Re: Oracle and Postgresql - Mailing list pgsql-general

From Roberts, Jon
Subject Re: Oracle and Postgresql
Date
Msg-id 1A6E6D554222284AB25ABE3229A9276201A19952@nrtexcus702.int.asurion.com
Whole thread Raw
In response to Re: Oracle and Postgresql  (David Fetter <david@fetter.org>)
Responses Re: Oracle and Postgresql  ("Scott Marlowe" <scott.marlowe@gmail.com>)
List pgsql-general
>
> On Mon, Sep 15, 2008 at 11:35:30AM -0400, Jonathan Bond-Caron wrote:
> > Harald wrote:
> >
> > > > If you are,
> > > > it's an argument for security by obscurity, a system with a lot
of
> > > > deep known flaws.
> >
> > > That would be more the "Oracle stored procedures can be
encrypted."
> > > Which is an argument for ISVs, as they can easier force their
> > > customers to pay "software maintainance".
> >
> > > With open code, clients could buy support from others, who may be
> > > cheaper or, even more dangerous, more qualified.
> >
> > > As long as the disease of "Intellectual property" is running
around,
> > > that "I can encrypt my code" will provide some felt benefit for
> > > PHBs....
> >
> > I have to disagree here.  Encrypting stored procedures is not just
> > about forcing customers to pay software maintenance.
>
> Please to explain how you imagine this to be so.
>

It could be intra-company as well.  For instance, a Finance group doing
forecasting in PG wants to prevent others from looking calculations.  Or
an M&A group models different scenarios and doesn't want to share this
code ever with people outside of their group.  Asking them to write C is
too much.

There are lots of scenarios where a group wants to protect their
PL/PGSQL code from others but wants to grant users access to the
database.  The current openness of PG code (code written by users, not
the source code of PG), is not ideal for these scenarios.

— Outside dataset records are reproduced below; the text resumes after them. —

#[cfg(test)]
mod tests {
    use rust_decimal_macros::dec;

    use super::*;

    fn request(side: OrderSide, kind: OrderKind, quantity: u32) -> OrderRequest {
        OrderRequest {
            user_id: UserId::new("user-1"),
            portfolio_id: PortfolioId::new("pf-1"),
            instrument_id: InstrumentId::new("inst-1"),
            side,
            kind,
            quantity,
            limit_or_stop_price: None,
        }
    }

    #[test]
    fn market_request_valid() {
        assert!(request(OrderSide::Buy, OrderKind::Market, 1).validate().is_ok());
    }

    #[test]
    fn zero_quantity_invalid() {
        let err = request(OrderSide::Buy, OrderKind::Market, 0)
            .validate()
            .unwrap_err();
        assert!(matches!(err, RejectReason::InvalidOrder { .. }));
    }

    #[test]
    fn limit_without_price_invalid() {
        let err = request(OrderSide::Sell, OrderKind::Limit, 5)
            .validate()
            .unwrap_err();
        assert!(matches!(err, RejectReason::InvalidOrder { .. }));
    }

    #[test]
    fn stop_with_negative_price_invalid() {
        let mut req = request(OrderSide::Sell, OrderKind::Stop, 5);
        req.limit_or_stop_price = Some(Money::new(dec!(-1)));
        assert!(req.validate().is_err());
    }

    #[test]
    fn limit_with_price_valid() {
        let mut req = request(OrderSide::Buy, OrderKind::Limit, 5);
        req.limit_or_stop_price = Some(Money::new(dec!(100)));
        assert!(req.validate().is_ok());
    }

    #[test]
    fn pending_order_starts_clean() {
        let order = Order::pending(&request(OrderSide::Buy, OrderKind::Market, 10));
        assert_eq!(order.status(), OrderStatus::Pending);
        assert_eq!(order.filled_quantity(), 0);
        assert!(order.filled_price().is_none());
        assert!(order.reject_reason().is_none());
    }

    #[test]
    fn fill_sets_terminal_fields() {
        let mut order = Order::pending(&request(OrderSide::Buy, OrderKind::Market, 10));
        order.fill(Money::new(dec!(100))).unwrap();

        assert_eq!(order.status(), OrderStatus::Filled);
        assert_eq!(order.filled_quantity(), 10);
        assert_eq!(order.filled_price(), Some(Money::new(dec!(100))));
        assert_eq!(order.total_value(), Some(Money::new(dec!(1000))));
    }

    #[test]
    fn reject_records_reason() {
        let mut order = Order::pending(&request(OrderSide::Sell, OrderKind::Market, 5));
        order.reject(RejectReason::InsufficientPosition).unwrap();

        assert_eq!(order.status(), OrderStatus::Rejected);
        assert_eq!(
            order.reject_reason(),
            Some(&RejectReason::InsufficientPosition)
        );
    }

    #[test]
    fn terminal_order_cannot_transition() {
        let mut order = Order::pending(&request(OrderSide::Buy, OrderKind::Market, 10));
        order.fill(Money::new(dec!(100))).unwrap();

        assert!(order.fill(Money::new(dec!(101))).is_err());
        assert!(order.reject(RejectReason::PriceUnavailable).is_err());
    }

    #[test]
    fn status_terminality() {
        assert!(!OrderStatus::Pending.is_terminal());
        assert!(OrderStatus::Filled.is_terminal());
        assert!(OrderStatus::Rejected.is_terminal());
    }

    #[test]
    fn side_and_kind_display() {
        assert_eq!(format!("{}", OrderSide::Buy), "BUY");
        assert_eq!(format!("{}", OrderSide::Sell), "SELL");
        assert_eq!(format!("{}", OrderKind::Limit), "LIMIT");
        assert_eq!(OrderSide::Buy.opposite(), OrderSide::Sell);
    }

    #[test]
    fn serde_screaming_snake_case() {
        assert_eq!(serde_json::to_string(&OrderSide::Buy).unwrap(), "\"BUY\"");
        assert_eq!(
            serde_json::to_string(&OrderKind::Market).unwrap(),
            "\"MARKET\""
        );
        let parsed: OrderStatus = serde_json::from_str("\"REJECTED\"").unwrap();
        assert_eq!(parsed, OrderStatus::Rejected);
    }
}
//! Order repository port and the in-memory adapter.

use std::collections::HashMap;

use async_trait::async_trait;
use parking_lot::RwLock;

use crate::domain::{Order, OrderId, PortfolioId, UserId};

/// Port for order persistence.
///
/// `save` is an upsert: executors persist the pending order first and the
/// terminal order again once execution resolves.
#[async_trait]
pub trait OrderRepository: Send + Sync {
    /// Insert or update an order by id.
    async fn save(&self, order: &Order) -> anyhow::Result<()>;

    /// Find an order by id.
    async fn find_by_id(&self, id: &OrderId) -> anyhow::Result<Option<Order>>;

    /// List a user's orders, newest first.
    async fn find_by_user(&self, user_id: &UserId) -> anyhow::Result<Vec<Order>>;

    /// List a portfolio's orders, newest first.
    async fn find_by_portfolio(&self, portfolio_id: &PortfolioId) -> anyhow::Result<Vec<Order>>;
}

/// In-memory order repository backed by a `HashMap` with a per-user index.
#[derive(Default)]
pub struct InMemoryOrderRepository {
    inner: RwLock<Store>,
}

#[derive(Default)]
struct Store {
    orders: HashMap<OrderId, Order>,
    by_user: HashMap<UserId, Vec<OrderId>>,
}

impl InMemoryOrderRepository {
    /// Create an empty repository.
    #[must_use]
    pub fn new() -> Self {
        Self::default()
    }

    /// Number of stored orders.
    #[must_use]
    pub fn len(&self) -> usize {
        self.inner.read().orders.len()
    }

    /// Returns true if no orders are stored.
    #[must_use]
    pub fn is_empty(&self) -> bool {
        self.inner.read().orders.is_empty()
    }
}

#[async_trait]
impl OrderRepository for InMemoryOrderRepository {
    async fn save(&self, order: &Order) -> anyhow::Result<()> {
        let mut store = self.inner.write();
        if !store.orders.contains_key(order.id()) {
            store
                .by_user
                .entry(order.user_id().clone())
                .or_default()
                .push(order.id().clone());
        }
        store.orders.insert(order.id().clone(), order.clone());
        Ok(())
    }

    async fn find_by_id(&self, id: &OrderId) -> anyhow::Result<Option<Order>> {
        Ok(self.inner.read().orders.get(id).cloned())
    }

    async fn find_by_user(&self, user_id: &UserId) -> anyhow::Result<Vec<Order>> {
        let store = self.inner.read();
        let mut orders: Vec<Order> = store
            .by_user
            .get(user_id)
            .into_iter()
            .flatten()
            .filter_map(|id| store.orders.get(id).cloned())
            .collect();
        orders.sort_by(|a, b| b.created_at().cmp(&a.created_at()));
        Ok(orders)
    }

    async fn find_by_portfolio(&self, portfolio_id: &PortfolioId) -> anyhow::Result<Vec<Order>> {
        let store = self.inner.read();
        let mut orders: Vec<Order> = store
            .orders
            .values()
            .filter(|order| order.portfolio_id() == portfolio_id)
            .cloned()
            .collect();
        orders.sort_by(|a, b| b.created_at().cmp(&a.created_at()));
        Ok(orders)
    }
}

In Oracle, you must be granted the ability to see someone's PL/SQL code.
Secondly, you can "wrap" the code so no one can read it which protects
the intellectual property aspect.  I'm far less interested in protecting
intellectual property because I'm not in that business.  I am much more
interested in meeting business needs which means securing not only the
data in the database but also the code users write.